**Dataset extract**:
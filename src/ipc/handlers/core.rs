use crate::config::CalcConfig;
use crate::ipc::error::{calc_err, err, ok};
use crate::ipc::types::{AppState, Request};
use crate::model::Records;
use crate::snapshot::Snapshot;
use serde_json::json;
use std::path::PathBuf;

fn skip_invalid(req: &Request) -> bool {
    req.params
        .get("skipInvalid")
        .and_then(|v| v.as_bool())
        .unwrap_or(false)
}

fn handle_health(state: &mut AppState, req: &Request) -> serde_json::Value {
    ok(
        &req.id,
        json!({
            "version": env!("CARGO_PKG_VERSION"),
            "workspacePath": state.workspace.as_ref().map(|p| p.to_string_lossy().to_string()),
            "snapshotLoaded": state.snapshot.is_some(),
        }),
    )
}

fn handle_workspace_select(state: &mut AppState, req: &Request) -> serde_json::Value {
    let p = req
        .params
        .get("path")
        .and_then(|v| v.as_str())
        .map(PathBuf::from);
    let Some(path) = p else {
        return err(&req.id, "bad_params", "missing params.path", None);
    };
    if !path.is_dir() {
        return err(
            &req.id,
            "bad_params",
            "workspace path is not a directory",
            Some(json!({ "path": path.to_string_lossy() })),
        );
    }

    let records = match Snapshot::read_workspace_records(&path) {
        Ok(v) => v,
        Err(e) => return err(&req.id, "io_failed", format!("{e:#}"), None),
    };
    let loaded = match records {
        Some(records) => match Snapshot::from_records(records, skip_invalid(req)) {
            Ok(v) => Some(v),
            Err(e) => return calc_err(&req.id, e),
        },
        None => None,
    };

    // Best-effort: a broken config file must not prevent the workspace from opening.
    let config = match CalcConfig::load_from_workspace(&path) {
        Ok(Some(cfg)) => cfg,
        Ok(None) => CalcConfig::default(),
        Err(e) => {
            tracing::warn!("ignoring workspace config: {e:#}");
            CalcConfig::default()
        }
    };

    tracing::info!(path = %path.to_string_lossy(), records = loaded.is_some(), "workspace selected");
    state.workspace = Some(path.clone());
    state.config = config;
    // Without a school.json, records loaded earlier through snapshot.load stay.
    let summary = match loaded {
        Some((snap, summary)) => {
            state.snapshot = Some(snap);
            Some(summary)
        }
        None => None,
    };

    ok(
        &req.id,
        json!({
            "workspacePath": path.to_string_lossy(),
            "snapshotLoaded": state.snapshot.is_some(),
            "summary": summary,
            "config": state.config,
        }),
    )
}

fn handle_snapshot_load(state: &mut AppState, req: &Request) -> serde_json::Value {
    let Some(raw) = req.params.get("records") else {
        return err(&req.id, "bad_params", "missing records", None);
    };
    let records: Records = match serde_json::from_value(raw.clone()) {
        Ok(v) => v,
        Err(e) => {
            return err(
                &req.id,
                "bad_params",
                format!("records are malformed: {e}"),
                None,
            )
        }
    };

    match Snapshot::from_records(records, skip_invalid(req)) {
        Ok((snap, summary)) => {
            tracing::info!(
                students = summary.students,
                grades = summary.grades,
                rejected = summary.rejected.len(),
                "snapshot loaded"
            );
            state.snapshot = Some(snap);
            ok(&req.id, json!(summary))
        }
        Err(e) => calc_err(&req.id, e),
    }
}

fn handle_config_get(state: &mut AppState, req: &Request) -> serde_json::Value {
    ok(&req.id, json!({ "config": state.config }))
}

fn handle_config_set(state: &mut AppState, req: &Request) -> serde_json::Value {
    let Some(patch) = req.params.get("config") else {
        return err(&req.id, "bad_params", "missing config", None);
    };
    match state.config.merged(patch) {
        Ok(cfg) => {
            state.config = cfg;
            ok(&req.id, json!({ "config": state.config }))
        }
        Err(e) => err(&req.id, "bad_params", format!("invalid config: {e}"), None),
    }
}

pub fn try_handle(state: &mut AppState, req: &Request) -> Option<serde_json::Value> {
    match req.method.as_str() {
        "health" => Some(handle_health(state, req)),
        "workspace.select" => Some(handle_workspace_select(state, req)),
        "snapshot.load" => Some(handle_snapshot_load(state, req)),
        "config.get" => Some(handle_config_get(state, req)),
        "config.set" => Some(handle_config_set(state, req)),
        _ => None,
    }
}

**Task to carry out**: Set down each line exactly as it appears in the data.

**Finished exercise**:
filename src/ipc/handlers/core.rs
use crate::config::CalcConfig;
use crate::ipc::error::{calc_err, err, ok};
use crate::ipc::types::{AppState, Request};
use crate::model::Records;
use crate::snapshot::Snapshot;
use serde_json::json;
use std::path::PathBuf;

fn skip_invalid(req: &Request) -> bool {
    req.params
        .get("skipInvalid")
        .and_then(|v| v.as_bool())
        .unwrap_or(false)
}

fn handle_health(state: &mut AppState, req: &Request) -> serde_json::Value {
    ok(
        &req.id,
        json!({
            "version": env!("CARGO_PKG_VERSION"),
            "workspacePath": state.workspace.as_ref().map(|p| p.to_string_lossy().to_string()),
            "snapshotLoaded": state.snapshot.is_some(),
        }),
    )
}

fn handle_workspace_select(state: &mut AppState, req: &Request) -> serde_json::Value {
    let p = req
        .params
        .get("path")
        .and_then(|v| v.as_str())
        .map(PathBuf::from);
    let Some(path) = p else {
        return err(&req.id, "bad_params", "missing params.path", None);
    };
    if !path.is_dir() {
        return err(
            &req.id,
            "bad_params",
            "workspace path is not a directory",
            Some(json!({ "path": path.to_string_lossy() })),
        );
    }

    let records = match Snapshot::read_workspace_records(&path) {
        Ok(v) => v,
        Err(e) => return err(&req.id, "io_failed", format!("{e:#}"), None),
    };
    let loaded = match records {
        Some(records) => match Snapshot::from_records(records, skip_invalid(req)) {
            Ok(v) => Some(v),
            Err(e) => return calc_err(&req.id, e),
        },
        None => None,
    };

    // Best-effort: a broken config file must not prevent the workspace from opening.
    let config = match CalcConfig::load_from_workspace(&path) {
        Ok(Some(cfg)) => cfg,
        Ok(None) => CalcConfig::default(),
        Err(e) => {
            tracing::warn!("ignoring workspace config: {e:#}");
            CalcConfig::default()
        }
    };

    tracing::info!(path = %path.to_string_lossy(), records = loaded.is_some(), "workspace selected");
    state.workspace = Some(path.clone());
    state.config = config;
    // Without a school.json, records loaded earlier through snapshot.load stay.
    let summary = match loaded {
        Some((snap, summary)) => {
            state.snapshot = Some(snap);
            Some(summary)
        }
        None => None,
    };

    ok(
        &req.id,
        json!({
            "workspacePath": path.to_string_lossy(),
            "snapshotLoaded": state.snapshot.is_some(),
            "summary": summary,
            "config": state.config,
        }),
    )
}

fn handle_snapshot_load(state: &mut AppState, req: &Request) -> serde_json::Value {
    let Some(raw) = req.params.get("records") else {
        return err(&req.id, "bad_params", "missing records", None);
    };
    let records: Records = match serde_json::from_value(raw.clone()) {
        Ok(v) => v,
        Err(e) => {
            return err(
                &req.id,
                "bad_params",
                format!("records are malformed: {e}"),
                None,
            )
        }
    };

    match Snapshot::from_records(records, skip_invalid(req)) {
        Ok((snap, summary)) => {
            tracing::info!(
                students = summary.students,
                grades = summary.grades,
                rejected = summary.rejected.len(),
                "snapshot loaded"
            );
            state.snapshot = Some(snap);
            ok(&req.id, json!(summary))
        }
        Err(e) => calc_err(&req.id, e),
    }
}

fn handle_config_get(state: &mut AppState, req: &Request) -> serde_json::Value {
    ok(&req.id, json!({ "config": state.config }))
}

fn handle_config_set(state: &mut AppState, req: &Request) -> serde_json::Value {
    let Some(patch) = req.params.get("config") else {
        return err(&req.id, "bad_params", "missing config", None);
    };
    match state.config.merged(patch) {
        Ok(cfg) => {
            state.config = cfg;
            ok(&req.id, json!({ "config": state.config }))
        }
        Err(e) => err(&req.id, "bad_params", format!("invalid config: {e}"), None),
    }
}

pub fn try_handle(state: &mut AppState, req: &Request) -> Option<serde_json::Value> {
    match req.method.as_str() {
        "health" => Some(handle_health(state, req)),
        "workspace.select" => Some(handle_workspace_select(state, req)),
        "snapshot.load" => Some(handle_snapshot_load(state, req)),
        "config.get" => Some(handle_config_get(state, req)),
        "config.set" => Some(handle_config_set(state, req)),
        _ => None,
    }
}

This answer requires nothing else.